Christian Chavassieux nous raconte la vie de Martin, une vie « volée » parce qu'en 1778, alors qu'il n'a que quatre ou cinq ans, il est « acheté » par la reine Marie-Antoinette à sa grand-mère. La reine est alors en mal d'enfant et adopte des jeunes garçons et des jeunes filles pour jouer à la maman. Martin découvre la cour de Versailles et son fonctionnement. de fil en aiguille, il deviendra vacher au hameau de la reine dans le parc du château. Car la reine veut jouer aussi à la Bergère
A partir de 1789, il quitte ce cocon pour découvrir la capitale, son peuple, ses misères, ses espoirs, travaille dans un restaurant, rencontre des personnages historiques secondaires, devient spectateur de la Révolution qui se déroule sous ses yeux avant de prendre les armes et de s'engager dans les armées de la république pour finir dans les colonnes infernales en Vendée en 1794.
J'ai lu ce roman partagé entre frustration et plaisir.
La frustration vient du fait que je trouve que la vie de Martin Sourire nous est racontée comme si il s'agissait d'un personnage ayant réellement existé, ce qui est plutôt réussi, mais Martin n'est jamais maître de quelque situation que ce soit. Il n'y a pas d'arc narratif. le personnage est plutôt bien travaillé dans sa complexité et son évolution, mais il n'est jamais acteur de l'histoire. Aucune de ses décisions, de ses actes n'est réellement important et si on suit sa vie, ses amours, ses traumatismes, c'est plus en passionné d'histoire qu'en amateur de roman que je l'ai fait.

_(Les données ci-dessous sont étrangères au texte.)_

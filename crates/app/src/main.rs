use std::fmt;
use std::path::PathBuf;
use std::sync::Arc;

use dioxus::LaunchBuilder;
use dioxus::desktop::{Config as DesktopConfig, WindowBuilder};
use guidance_core::time::Clock;
use services::{AiService, ApiClient, AuthService, PathService, TokenStore};
use tracing_subscriber::EnvFilter;
use ui::{App, UiApp, build_app_context};

#[derive(Debug)]
enum ArgsError {
    MissingValue { flag: &'static str },
    UnknownArg(String),
    InvalidApiBase { raw: String },
}

impl fmt::Display for ArgsError {
    fn fmt(&self, f: &mut fmt::Formatter<'_>) -> fmt::Result {
        match self {
            ArgsError::MissingValue { flag } => write!(f, "{flag} requires a value"),
            ArgsError::UnknownArg(arg) => write!(f, "unknown argument: {arg}"),
            ArgsError::InvalidApiBase { raw } => write!(f, "invalid --api-base value: {raw}"),
        }
    }
}

impl std::error::Error for ArgsError {}

fn require_value(
    args: &mut impl Iterator<Item = String>,
    flag: &'static str,
) -> Result<String, ArgsError> {
    args.next().ok_or(ArgsError::MissingValue { flag })
}

struct DesktopApp {
    auth: Arc<AuthService>,
    paths: Arc<PathService>,
    ai: Arc<AiService>,
    tokens: Arc<TokenStore>,
    clock: Clock,
}

impl UiApp for DesktopApp {
    fn auth(&self) -> Arc<AuthService> {
        Arc::clone(&self.auth)
    }

    fn paths(&self) -> Arc<PathService> {
        Arc::clone(&self.paths)
    }

    fn ai(&self) -> Arc<AiService> {
        Arc::clone(&self.ai)
    }

    fn tokens(&self) -> Arc<TokenStore> {
        Arc::clone(&self.tokens)
    }

    fn clock(&self) -> Clock {
        self.clock
    }
}

struct Args {
    api_base: String,
    token_file: PathBuf,
}

fn print_usage() {
    eprintln!("Usage:");
    eprintln!("  cargo run -p app -- [--api-base <url>] [--token-file <path>]");
    eprintln!();
    eprintln!("Defaults:");
    eprintln!("  --api-base http://localhost:8080");
    eprintln!("  --token-file <data dir>/career-guidance/cg_token");
    eprintln!();
    eprintln!("Environment:");
    eprintln!("  CG_API_BASE, CG_TOKEN_FILE");
}

fn default_token_file() -> PathBuf {
    dirs::data_dir()
        .unwrap_or_else(|| PathBuf::from("."))
        .join("career-guidance")
        .join("cg_token")
}

impl Args {
    fn parse(args: &mut impl Iterator<Item = String>) -> Result<Self, ArgsError> {
        let mut api_base = std::env::var("CG_API_BASE")
            .ok()
            .filter(|value| !value.trim().is_empty())
            .unwrap_or_else(|| "http://localhost:8080".into());
        let mut token_file = std::env::var("CG_TOKEN_FILE")
            .ok()
            .filter(|value| !value.trim().is_empty())
            .map_or_else(default_token_file, PathBuf::from);

        while let Some(arg) = args.next() {
            match arg.as_str() {
                "--api-base" => {
                    let value = require_value(args, "--api-base")?;
                    if value.trim().is_empty() {
                        return Err(ArgsError::InvalidApiBase { raw: value });
                    }
                    api_base = value;
                }
                "--token-file" => {
                    let value = require_value(args, "--token-file")?;
                    token_file = PathBuf::from(value);
                }
                "--help" | "-h" => {
                    print_usage();
                    std::process::exit(0);
                }
                _ => return Err(ArgsError::UnknownArg(arg)),
            }
        }

        Ok(Self {
            api_base,
            token_file,
        })
    }
}

fn run() -> Result<(), Box<dyn std::error::Error>> {
    tracing_subscriber::fmt()
        .with_env_filter(EnvFilter::from_default_env())
        .init();

    let mut argv = std::env::args().skip(1);
    let parsed = Args::parse(&mut argv).map_err(|e| {
        eprintln!("{e}");
        print_usage();
        e
    })?;

    if let Some(parent) = parsed.token_file.parent() {
        std::fs::create_dir_all(parent)?;
    }

    tracing::info!(api_base = %parsed.api_base, "starting desktop client");

    let tokens = Arc::new(TokenStore::file(parsed.token_file));
    let client = ApiClient::new(parsed.api_base, Arc::clone(&tokens));

    let app = DesktopApp {
        auth: Arc::new(AuthService::new(client.clone())),
        paths: Arc::new(PathService::new(client.clone())),
        ai: Arc::new(AiService::new(client)),
        tokens,
        clock: Clock::default_clock(),
    };

    let context = build_app_context(&(Arc::new(app) as Arc<dyn UiApp>));

    // On macOS, Dioxus/tao can default to an always-on-top window in some dev setups.
    // Explicitly disable it so the app doesn't behave like a modal window.
    let desktop_cfg = DesktopConfig::new().with_window(
        WindowBuilder::new()
            .with_title("Career Guidance")
            .with_always_on_top(false),
    );

    LaunchBuilder::desktop()
        .with_cfg(desktop_cfg)
        .with_context(context)
        .launch(App);
    Ok(())
}

fn main() {
    if let Err(err) = run() {
        // At this layer (binary glue), printing once is fine.
        eprintln!("{err}");
        std::process::exit(2);
    }
}
use chrono::NaiveDate;
use guidance_core::model::LearningPath;
use guidance_core::progress::{
    Deadline, NextCheckpoint, OverallTotals, aggregate_totals, next_checkpoint, path_totals,
    upcoming_deadlines,
};

use crate::vm::time_fmt::{format_date_opt, format_datetime};

//
// ─── DASHBOARD CARDS ──────────────────────────────────────────────────────────
//

/// One path card on the dashboard grid.
#[derive(Clone, Debug, PartialEq, Eq)]
pub struct PathCardVm {
    pub id: i64,
    pub domain: String,
    pub percent: u8,
    pub progress_label: String,
    pub overdue_count: usize,
    pub created_str: Option<String>,
    pub next_label: String,
    pub next_overdue: bool,
}

impl PathCardVm {
    fn from_path(path: &LearningPath, today: NaiveDate) -> Self {
        let totals = path_totals(&path.path, today);
        let (next_label, next_overdue) = match next_checkpoint(&path.path, today) {
            NextCheckpoint::AllCompleted => ("All topics completed".to_string(), false),
            NextCheckpoint::Upcoming { label, due, overdue, .. } => (
                format!("Next: {label} (due {})", format_date_opt(due)),
                overdue,
            ),
        };
        Self {
            id: path.id,
            domain: path.domain.clone(),
            percent: totals.progress,
            progress_label: format!("{} / {} topics", totals.completed, totals.total),
            overdue_count: totals.overdue,
            created_str: path.created_at.map(format_datetime),
            next_label,
            next_overdue,
        }
    }
}

#[must_use]
pub fn map_path_cards(paths: &[LearningPath], today: NaiveDate) -> Vec<PathCardVm> {
    paths.iter().map(|p| PathCardVm::from_path(p, today)).collect()
}

//
// ─── STAT TILES ───────────────────────────────────────────────────────────────
//

/// The dashboard's headline numbers.
#[derive(Clone, Debug, PartialEq, Eq)]
pub struct StatTilesVm {
    pub paths: String,
    pub topics: String,
    pub completed: String,
    pub failed: String,
    pub pending: String,
    pub progress: String,
}

#[must_use]
pub fn map_stat_tiles(paths: &[LearningPath]) -> StatTilesVm {
    let OverallTotals {
        paths,
        topics,
        completed,
        failed,
        pending,
        progress,
    } = aggregate_totals(paths);
    StatTilesVm {
        paths: paths.to_string(),
        topics: topics.to_string(),
        completed: completed.to_string(),
        failed: failed.to_string(),
        pending: pending.to_string(),
        progress: format!("{progress}%"),
    }
}

//
// ─── DEADLINES ────────────────────────────────────────────────────────────────
//

/// One row of the upcoming-deadlines list.
#[derive(Clone, Debug, PartialEq, Eq)]
pub struct DeadlineRowVm {
    pub domain: String,
    pub topic: String,
    pub due_str: String,
    pub overdue: bool,
}

impl From<&Deadline> for DeadlineRowVm {
    fn from(deadline: &Deadline) -> Self {
        Self {
            domain: deadline.domain.clone(),
            topic: deadline.topic.clone(),
            due_str: format_date_opt(deadline.end_date),
            overdue: deadline.overdue,
        }
    }
}

/// The first `limit` pending deadlines across every path.
#[must_use]
pub fn map_deadline_rows(
    paths: &[LearningPath],
    today: NaiveDate,
    limit: usize,
) -> Vec<DeadlineRowVm> {
    upcoming_deadlines(paths, today)
        .iter()
        .take(limit)
        .map(DeadlineRowVm::from)
        .collect()
}

#[cfg(test)]
mod tests {
    use super::*;
    use guidance_core::model::{Topic, TopicStatus};

    fn day(y: i32, m: u32, d: u32) -> NaiveDate {
        NaiveDate::from_ymd_opt(y, m, d).unwrap()
    }

    fn topic(name: &str, status: TopicStatus, end: Option<NaiveDate>) -> Topic {
        let mut t = Topic::draft(name, 3);
        t.status = status;
        t.end_date = end;
        t
    }

    fn path(domain: &str, topics: Vec<Topic>) -> LearningPath {
        LearningPath {
            id: 1,
            domain: domain.to_string(),
            created_at: None,
            path: topics,
        }
    }

    #[test]
    fn card_shows_progress_and_overdue_next_topic() {
        let today = day(2024, 6, 10);
        let p = path(
            "Rust",
            vec![
                topic("Basics", TopicStatus::Completed, Some(day(2024, 6, 1))),
                topic("Ownership", TopicStatus::Pending, Some(day(2024, 6, 5))),
                topic("Traits", TopicStatus::Pending, Some(day(2024, 6, 20))),
            ],
        );
        let cards = map_path_cards(&[p], today);
        assert_eq!(cards.len(), 1);
        let card = &cards[0];
        assert_eq!(card.percent, 33);
        assert_eq!(card.progress_label, "1 / 3 topics");
        assert_eq!(card.overdue_count, 1);
        assert!(card.next_label.contains("Ownership"));
        assert!(card.next_overdue);
    }

    #[test]
    fn finished_path_card_says_so() {
        let today = day(2024, 6, 10);
        let p = path(
            "SQL",
            vec![topic("Joins", TopicStatus::Completed, None)],
        );
        let cards = map_path_cards(&[p], today);
        assert_eq!(cards[0].next_label, "All topics completed");
        assert_eq!(cards[0].percent, 100);
    }

    #[test]
    fn stat_tiles_sum_across_paths() {
        let a = path(
            "Rust",
            vec![
                topic("Basics", TopicStatus::Completed, None),
                topic("Ownership", TopicStatus::Pending, None),
            ],
        );
        let b = path("SQL", vec![topic("Joins", TopicStatus::Failed, None)]);
        let tiles = map_stat_tiles(&[a, b]);
        assert_eq!(tiles.paths, "2");
        assert_eq!(tiles.topics, "3");
        assert_eq!(tiles.completed, "1");
        assert_eq!(tiles.failed, "1");
        assert_eq!(tiles.progress, "33%");
    }

    #[test]
    fn deadline_rows_are_capped_and_ordered() {
        let today = day(2024, 6, 10);
        let p = path(
            "Rust",
            vec![
                topic("Late", TopicStatus::Pending, Some(day(2024, 6, 1))),
                topic("Soon", TopicStatus::Pending, Some(day(2024, 6, 12))),
                topic("Later", TopicStatus::Pending, Some(day(2024, 6, 30))),
            ],
        );
        let rows = map_deadline_rows(&[p], today, 2);
        assert_eq!(rows.len(), 2);
        assert_eq!(rows[0].topic, "Late");
        assert!(rows[0].overdue);
        assert_eq!(rows[1].topic, "Soon");
        assert!(!rows[1].overdue);
    }
}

Parce que là pour le coup, c'est une petite claque.
A travers les yeux de Martin, de son sourire qui ne s'efface jamais vraiment de sa figure, c'est une quinzaine d'années de l'histoire de France à laquelle on assiste comme si on y était, de l'intérieur. de la vie des domestiques de la reine au hameau, du simple vacher à l'architecte, de la vie quotidienne dans le Paris de 1789 et 1790, avec prostituées, restaurants, vendeurs de rue, échoppes, relations sociales, domesticité, etc., de l'introduction de personnages historiques oubliés du grand public comme l'architecte Boullée, par exemple, tout est passionnant.
Quand je me suis rendu compte que ce livre n'est pas réellement un roman mais une immersion historique avec le personnage de Martin Sourire comme prétexte, je me suis vraiment fait plaisir. Et les pépites sont alors nombreuses, je pense au vol des glaces des lacs gelés de Versailles, à la mode des devins ou à la secte des convulsionnaires.
Le style de l'auteur est à l'avenant de son propos, un style très XVIIIe siècle, mais quand même très modernisé pour que nous puissions nous sentir à l'aise dans notre lecture. Les chapitres sont cours et les trois parties, Versailles et l'enfance, Paris et la jeunesse, la guerre et les traumatismes sont équilibrés.
Le climax du livre, celui qui vous scotche à votre lecture, c'est la troisième partie. le seul chapitre vraiment long (plus de cinquante pages, quand même) est aussi celui qui vous laissera un goût particulier dans la bouche, quand Martin témoigne de ce qu'il a fait et vue en Vendée.
En conclusion, un roman historique ou le côté historique prend le pas sur le côté roman, mais pour le plus grand plaisir de ceux qui aiment l'Histoire !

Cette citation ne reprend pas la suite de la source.